Ungeschoren
Tür.
Da drinnen herrschte umso bessere Ordnung. Der Hintergrundgeruch wurde stärker, wurde chemisch, erkennbar. Der dunkle Raum war klein und hermetisch geschlossen, mit Mengen von Apparaten und Papierstapeln in verschiedenen Farben und Formen. Und dunkel.
Er machte Licht. Das Licht war rot. Die Papierstapel und Apparate wurden in mattrotes Licht getaucht.
An einer Wäscheleine an der Decke hingen einzelne Fotos an Wäscheklammern.
Söderstedt wandte sich zu Marja-Liisa Niemelä um.

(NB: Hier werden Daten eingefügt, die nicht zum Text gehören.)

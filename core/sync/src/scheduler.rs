//! Sync scheduling - manual and periodic modes.

use serde::{Deserialize, Serialize};
use std::future::Future;
use std::sync::Arc;
use std::time::Duration;
use tokio::sync::{mpsc, oneshot, RwLock};
use tokio::time::{interval, Interval, MissedTickBehavior};
use tracing::{debug, error, info};

use twinsync_common::{Error, Result};

use crate::engine::SyncResult;

/// Sync mode configuration.
#[derive(Debug, Clone, PartialEq, Eq, Serialize, Deserialize)]
#[serde(rename_all = "camelCase")]
pub enum SyncMode {
    /// Sync only when requested.
    Manual,
    /// Sync at regular intervals, plus on request.
    Periodic {
        #[serde(with = "crate::config::duration_ms")]
        interval: Duration,
    },
}

/// Sync request types.
#[derive(Debug)]
pub enum SyncRequest {
    /// Run one pass.
    Sync,
    /// Stop the scheduler.
    Shutdown,
}

type Request = (SyncRequest, oneshot::Sender<SyncResult>);

/// Front end for requesting passes from a running scheduler task.
#[derive(Clone)]
pub struct SyncScheduler {
    mode: Arc<RwLock<SyncMode>>,
    request_tx: mpsc::Sender<Request>,
}

impl SyncScheduler {
    /// Create a new scheduler with the given mode.
    pub fn new(mode: SyncMode) -> (Self, SyncSchedulerHandle) {
        let (request_tx, request_rx) = mpsc::channel(16);
        let mode = Arc::new(RwLock::new(mode));

        let scheduler = Self {
            mode: mode.clone(),
            request_tx,
        };
        let handle = SyncSchedulerHandle { mode, request_rx };

        (scheduler, handle)
    }

    /// Request a pass and wait for its result.
    pub async fn request_sync(&self) -> Result<SyncResult> {
        let (response_tx, response_rx) = oneshot::channel();

        self.request_tx
            .send((SyncRequest::Sync, response_tx))
            .await
            .map_err(|_| Error::Unknown("scheduler not running".to_string()))?;

        response_rx
            .await
            .map_err(|_| Error::Unknown("scheduler dropped the sync request".to_string()))
    }

    /// Change the sync mode. Takes effect after the current wait.
    pub async fn set_mode(&self, mode: SyncMode) {
        *self.mode.write().await = mode;
    }

    /// Get current sync mode.
    pub async fn get_mode(&self) -> SyncMode {
        self.mode.read().await.clone()
    }

    /// Shutdown the scheduler.
    pub async fn shutdown(&self) {
        let (response_tx, _) = oneshot::channel();
        let _ = self
            .request_tx
            .send((SyncRequest::Shutdown, response_tx))
            .await;
    }
}

/// Handle for the scheduler background task.
pub struct SyncSchedulerHandle {
    mode: Arc<RwLock<SyncMode>>,
    request_rx: mpsc::Receiver<Request>,
}

impl SyncSchedulerHandle {
    /// Run the scheduler loop until shutdown.
    ///
    /// `sync_fn` runs one pass; manual and periodic triggers both go
    /// through it.
    pub async fn run<F, Fut>(mut self, sync_fn: F)
    where
        F: Fn() -> Fut + Send + Sync + 'static,
        Fut: Future<Output = SyncResult> + Send,
    {
        let mut current = self.mode.read().await.clone();
        let mut ticker = Self::ticker(&current);

        info!("Sync scheduler started in {:?} mode", current);

        loop {
            tokio::select! {
                request = self.request_rx.recv() => {
                    match request {
                        Some((SyncRequest::Sync, response_tx)) => {
                            debug!("Processing sync request");
                            let result = sync_fn().await;
                            let _ = response_tx.send(result);
                        }
                        Some((SyncRequest::Shutdown, _)) => {
                            info!("Received shutdown request");
                            break;
                        }
                        None => {
                            info!("All schedulers dropped, stopping");
                            break;
                        }
                    }
                }

                _ = Self::wait_for_periodic(&mut ticker) => {
                    debug!("Triggering periodic sync");
                    match sync_fn().await {
                        SyncResult::Failure(err) => error!("Periodic sync failed: {}", err),
                        result => info!("Periodic sync finished: {:?}", result.kind()),
                    }
                }
            }

            let mode = self.mode.read().await.clone();
            if mode != current {
                debug!("Sync mode changed to {:?}", mode);
                ticker = Self::ticker(&mode);
                current = mode;
            }
        }
    }

    fn ticker(mode: &SyncMode) -> Option<Interval> {
        match mode {
            SyncMode::Periodic { interval: period } => {
                let mut ticker = interval(*period);
                ticker.set_missed_tick_behavior(MissedTickBehavior::Delay);
                // The first tick fires immediately; skip it.
                ticker.reset();
                Some(ticker)
            }
            SyncMode::Manual => None,
        }
    }

    async fn wait_for_periodic(ticker: &mut Option<Interval>) {
        match ticker {
            Some(ticker) => {
                ticker.tick().await;
            }
            None => std::future::pending::<()>().await,
        }
    }
}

Sie nickte. »Er war Fotograf«, sagte sie.
28
Die Auslieferung von Mateusz Kohutek ging reibungslos vonstatten. Polen verhielt sich den EU-Ländern gegenüber zurzeit äußerst kooperativ. Kerstin Holm nahm ihn ganz einfach mit.
Problemlos.
Alle vier Enkelkinder kamen mit, um ihn zu verabschieden. Kommissar Marek Wojcik und Kriminalassistent Rafael Cazapiewski fuhren die ganze Blase zu Poznáns EUmodernem Flugplatz, zwei normale, begabte, unterbezahlte Polizisten, die versuchten, in einem Zeitalter von schnellen, undurchdachten Veränderungen den Kopf über Wasser zu halten. Kohutek verabschiedete sich höflich von dem Duo. Sie beantworteten seine Grüße so höflich, wie man dem Überbleibsel einer verschwundenen Nation huldigt, die durch ein wahnsinniges Jahrhundert gewatet ist. Er umarmte seine Enkelkinder, lange, sehr lange. Man konnte sehen, dass er nicht erwartete, sie wiederzusehen.
Seine Zeit war vorbei.
Sie ließ ihn eine Weile allein stehen und mit den Fingern seiner einen Hand die immer stärker hervortretenden Granatsplitter auf dem Kopf betasten, während die beiden Polizisten seine Enkelkinder einem unbekannten Schicksal zuführten. Kerstin weigerte sich zu glauben, dass Wojcik sie einfach sich selbst überlassen oder sie für ein paar Jahreseinkommen an die Prostitution für EU-Touristen verkaufen würde.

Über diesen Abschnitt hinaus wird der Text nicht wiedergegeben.